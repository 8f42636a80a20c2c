use crate::registry::ConnectionRegistry;
use crate::room::{JoinReject, Room};
use axum::extract::ws::Utf8Bytes;
use beacon_core::{ServerMessage, SessionId};
use dashmap::DashMap;
use dashmap::mapref::entry::Entry;
use std::sync::Arc;
use tracing::{debug, info};

struct TableInner {
    rooms: DashMap<String, Room>,
    /// Which room each session sits in, so a disconnect does not have to
    /// scan every room.
    membership: DashMap<SessionId, String>,
}

/// All live rooms.
///
/// A room's map entry guard doubles as its lock: join, leave and relay
/// each run their checks, their mutation and their notification enqueues
/// while holding it, so the sequence of membership events per room is
/// total. Sends never block (the registry queues onto unbounded
/// channels), which makes holding the guard across them safe.
#[derive(Clone)]
pub struct RoomTable {
    inner: Arc<TableInner>,
    registry: ConnectionRegistry,
}

impl RoomTable {
    pub fn new(registry: ConnectionRegistry) -> Self {
        Self {
            inner: Arc::new(TableInner {
                rooms: DashMap::new(),
                membership: DashMap::new(),
            }),
            registry,
        }
    }

    /// Admit `session_id` to `room_id`, creating the room on first use,
    /// and notify the joiner and any present peer.
    pub fn join(
        &self,
        session_id: SessionId,
        room_id: &str,
        username: &str,
    ) -> Result<(), JoinReject> {
        // A join from a session whose cleanup already ran must not be
        // admitted: no disconnect would ever remove it again.
        if !self.registry.is_open(&session_id) {
            debug!("Dropping join from closed session {}", session_id);
            return Ok(());
        }
        if self.inner.membership.contains_key(&session_id) {
            return Err(JoinReject::AlreadyJoined);
        }

        let mut room = match self.inner.rooms.entry(room_id.to_owned()) {
            Entry::Occupied(e) => e.into_ref(),
            Entry::Vacant(e) => {
                info!("Creating new room: {}", room_id);
                e.insert(Room::default())
            }
        };

        let joiner = room.try_join(session_id, username)?;
        self.inner.membership.insert(session_id, room_id.to_owned());

        info!(
            "User {} joined room {} as {:?}",
            username, room_id, joiner.role
        );

        // The joiner hears its own admission first, then everyone gets the
        // fresh user list, then the peer learns someone arrived.
        let users = room.usernames();
        self.registry.send(
            session_id,
            &ServerMessage::Joined {
                role: joiner.role,
                users: users.clone(),
            },
        );
        for member in room.members() {
            self.registry.send(
                member.session_id,
                &ServerMessage::UserList {
                    users: users.clone(),
                },
            );
        }
        for member in room.members() {
            if member.session_id != session_id {
                self.registry.send(
                    member.session_id,
                    &ServerMessage::PeerJoined {
                        room_id: room_id.to_owned(),
                    },
                );
            }
        }

        Ok(())
    }

    /// Forward a signaling frame to every member of `room_id` except the
    /// sender. Frames for rooms that do not exist are dropped quietly.
    pub fn relay(&self, sender: SessionId, room_id: &str, frame: Utf8Bytes) {
        let Some(room) = self.inner.rooms.get(room_id) else {
            debug!("Dropping signal for unknown room {}", room_id);
            return;
        };

        for member in room.members() {
            if member.session_id != sender {
                self.registry.forward(member.session_id, frame.clone());
            }
        }
    }

    /// Remove whatever membership `session_id` holds, tell the remaining
    /// peer it left, and drop the room once it empties. Runs when the
    /// socket goes away.
    ///
    /// The membership entry comes out before the room locks; join takes
    /// the locks in the opposite roles but never holds membership while
    /// waiting on a room, so the two paths cannot deadlock.
    pub fn disconnect(&self, session_id: SessionId) {
        let Some((_, room_id)) = self.inner.membership.remove(&session_id) else {
            return;
        };

        if let Entry::Occupied(mut e) = self.inner.rooms.entry(room_id.clone()) {
            if let Some(left) = e.get_mut().remove(session_id) {
                info!("User {} left room {}", left.username, room_id);
                for member in e.get().members() {
                    self.registry.send(
                        member.session_id,
                        &ServerMessage::PeerLeft {
                            room_id: room_id.clone(),
                        },
                    );
                }
            }

            if e.get().is_empty() {
                info!("Removing empty room: {}", room_id);
                e.remove();
            }
        }
    }

    /// Usernames currently in `room_id`, if the room exists.
    pub fn users(&self, room_id: &str) -> Option<Vec<String>> {
        self.inner.rooms.get(room_id).map(|r| r.usernames())
    }

    pub fn room_count(&self) -> usize {
        self.inner.rooms.len()
    }

    /// How many sessions currently sit in some room.
    pub fn session_count(&self) -> usize {
        self.inner.membership.len()
    }
}
use serde_json::json;

use crate::integration::{create_test_state, init_tracing};
use crate::utils::TestConn;

#[tokio::test]
async fn test_malformed_frame_gets_error() {
    init_tracing();

    let state = create_test_state();
    let mut alice = TestConn::connect(&state);

    alice.send_raw("this is not json");

    let reply = alice.try_next().unwrap();
    assert_eq!(reply["type"], "error");
    let message = reply["message"].as_str().unwrap();
    assert!(
        message.starts_with("Malformed message: "),
        "unexpected error text: {message}"
    );
    alice.assert_silent();

    // The connection survives the bad frame and can still join.
    alice.join("R1", "alice");
    assert_eq!(
        alice.try_next().unwrap(),
        json!({"type": "joined", "role": "caller", "users": ["alice"]})
    );
}
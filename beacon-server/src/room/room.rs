use beacon_core::{Role, SessionId};
use thiserror::Error;

/// A room pairs exactly two peers.
pub const ROOM_CAPACITY: usize = 2;

/// One member of a room.
#[derive(Debug, Clone, PartialEq, Eq)]
pub struct Participant {
    pub session_id: SessionId,
    pub username: String,
    pub role: Role,
}

/// Why a join was refused. The `Display` strings go back to the client
/// verbatim inside an `error` message.
#[derive(Debug, Clone, Copy, PartialEq, Eq, Error)]
pub enum JoinReject {
    #[error("User already exists")]
    DuplicateUsername,
    #[error("Room already exists and is Full")]
    RoomFull,
    #[error("Already in a room")]
    AlreadyJoined,
}

/// Membership of a single room, in join order.
#[derive(Debug, Default)]
pub struct Room {
    members: Vec<Participant>,
}

impl Room {
    /// Admit a session under `username` if the room rules allow it. The
    /// duplicate-name check runs before the capacity check, so a name
    /// clash against a full room reports the clash.
    pub fn try_join(
        &mut self,
        session_id: SessionId,
        username: &str,
    ) -> Result<Participant, JoinReject> {
        if self.members.iter().any(|m| m.username == username) {
            return Err(JoinReject::DuplicateUsername);
        }
        if self.members.len() >= ROOM_CAPACITY {
            return Err(JoinReject::RoomFull);
        }

        let role = if self.members.is_empty() {
            Role::Caller
        } else {
            Role::Callee
        };
        let participant = Participant {
            session_id,
            username: username.to_owned(),
            role,
        };
        self.members.push(participant.clone());
        Ok(participant)
    }

    /// Drop a member by session, returning it if it was present.
    pub fn remove(&mut self, session_id: SessionId) -> Option<Participant> {
        let idx = self
            .members
            .iter()
            .position(|m| m.session_id == session_id)?;
        Some(self.members.remove(idx))
    }

    pub fn members(&self) -> &[Participant] {
        &self.members
    }

    pub fn usernames(&self) -> Vec<String> {
        self.members.iter().map(|m| m.username.clone()).collect()
    }

    pub fn is_empty(&self) -> bool {
        self.members.is_empty()
    }
}
use anyhow::{Context, Result};
use beacon_core::ServerMessage;
use clap::{Parser, Subcommand};
use colored::*;
use dialoguer::Input;
use futures::{SinkExt, StreamExt};
use serde_json::json;
use tokio::io::{AsyncBufReadExt, BufReader};
use tokio_tungstenite::connect_async;
use tokio_tungstenite::tungstenite::Message;

#[derive(Parser)]
#[command(name = "beacon")]
#[command(about = "Probe client for the beacon signaling relay")]
struct Cli {
    #[command(subcommand)]
    command: Commands,
}

#[derive(Subcommand)]
enum Commands {
    /// Connect to a relay, join a room and watch the signaling traffic.
    Join {
        /// Room to join.
        room: Option<String>,

        /// Username to join as.
        #[arg(short, long)]
        name: Option<String>,

        /// WebSocket endpoint of the relay.
        #[arg(short, long, default_value = "ws://127.0.0.1:3000/signal")]
        server: String,
    },
}

#[tokio::main]
async fn main() -> Result<()> {
    let cli = Cli::parse();

    match cli.command {
        Commands::Join { room, name, server } => join(room, name, server).await,
    }
}

async fn join(room: Option<String>, name: Option<String>, server: String) -> Result<()> {
    let room = match room {
        Some(room) => room,
        None => Input::new().with_prompt("Room").interact_text()?,
    };
    let name = match name {
        Some(name) => name,
        None => Input::new().with_prompt("Username").interact_text()?,
    };

    println!("{}", format!("🔌 Connecting to {server}...").cyan());
    let (ws, _) = connect_async(server.as_str())
        .await
        .with_context(|| format!("failed to connect to {server}"))?;
    let (mut tx, mut rx) = ws.split();

    let join = json!({"type": "join", "roomId": room, "from": name});
    tx.send(Message::text(join.to_string()))
        .await
        .context("failed to send join")?;

    println!(
        "{}",
        "Type a line to send it as an ice payload, Ctrl-D to stop typing.".dimmed()
    );

    let mut lines = BufReader::new(tokio::io::stdin()).lines();
    let mut stdin_open = true;

    loop {
        tokio::select! {
            msg = rx.next() => match msg {
                Some(Ok(Message::Text(text))) => print_event(text.as_str()),
                Some(Ok(_)) => {}
                Some(Err(e)) => {
                    println!("{}", format!("❌ Connection error: {e}").red());
                    break;
                }
                None => {
                    println!("{}", "Connection closed by server".yellow());
                    break;
                }
            },
            line = lines.next_line(), if stdin_open => match line? {
                Some(line) if !line.trim().is_empty() => {
                    let frame = json!({
                        "type": "ice",
                        "roomId": room,
                        "from": name,
                        "payload": line.trim(),
                    });
                    tx.send(Message::text(frame.to_string()))
                        .await
                        .context("failed to send signal")?;
                }
                Some(_) => {}
                None => stdin_open = false,
            },
        }
    }

    Ok(())
}

fn print_event(text: &str) {
    match serde_json::from_str::<ServerMessage>(text) {
        Ok(ServerMessage::Joined { role, users }) => {
            println!(
                "{}",
                format!("✅ Joined as {role}, users: {}", users.join(", "))
                    .green()
                    .bold()
            );
        }
        Ok(ServerMessage::UserList { users }) => {
            println!("{}", format!("👥 Users: {}", users.join(", ")).cyan());
        }
        Ok(ServerMessage::PeerJoined { room_id }) => {
            println!("{}", format!("➕ Peer joined room {room_id}").green());
        }
        Ok(ServerMessage::PeerLeft { room_id }) => {
            println!("{}", format!("➖ Peer left room {room_id}").yellow());
        }
        Ok(ServerMessage::Error { message }) => {
            println!("{}", format!("❌ {message}").red().bold());
        }
        // Anything else is a relayed peer frame, dump it as-is.
        Err(_) => println!("{}", text.dimmed()),
    }
}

++++++++++

§ **ACTIVITY**: Count every line in the listing where the string "short" occurs. Give the total alone.

§ **FINAL ANSWER**: 2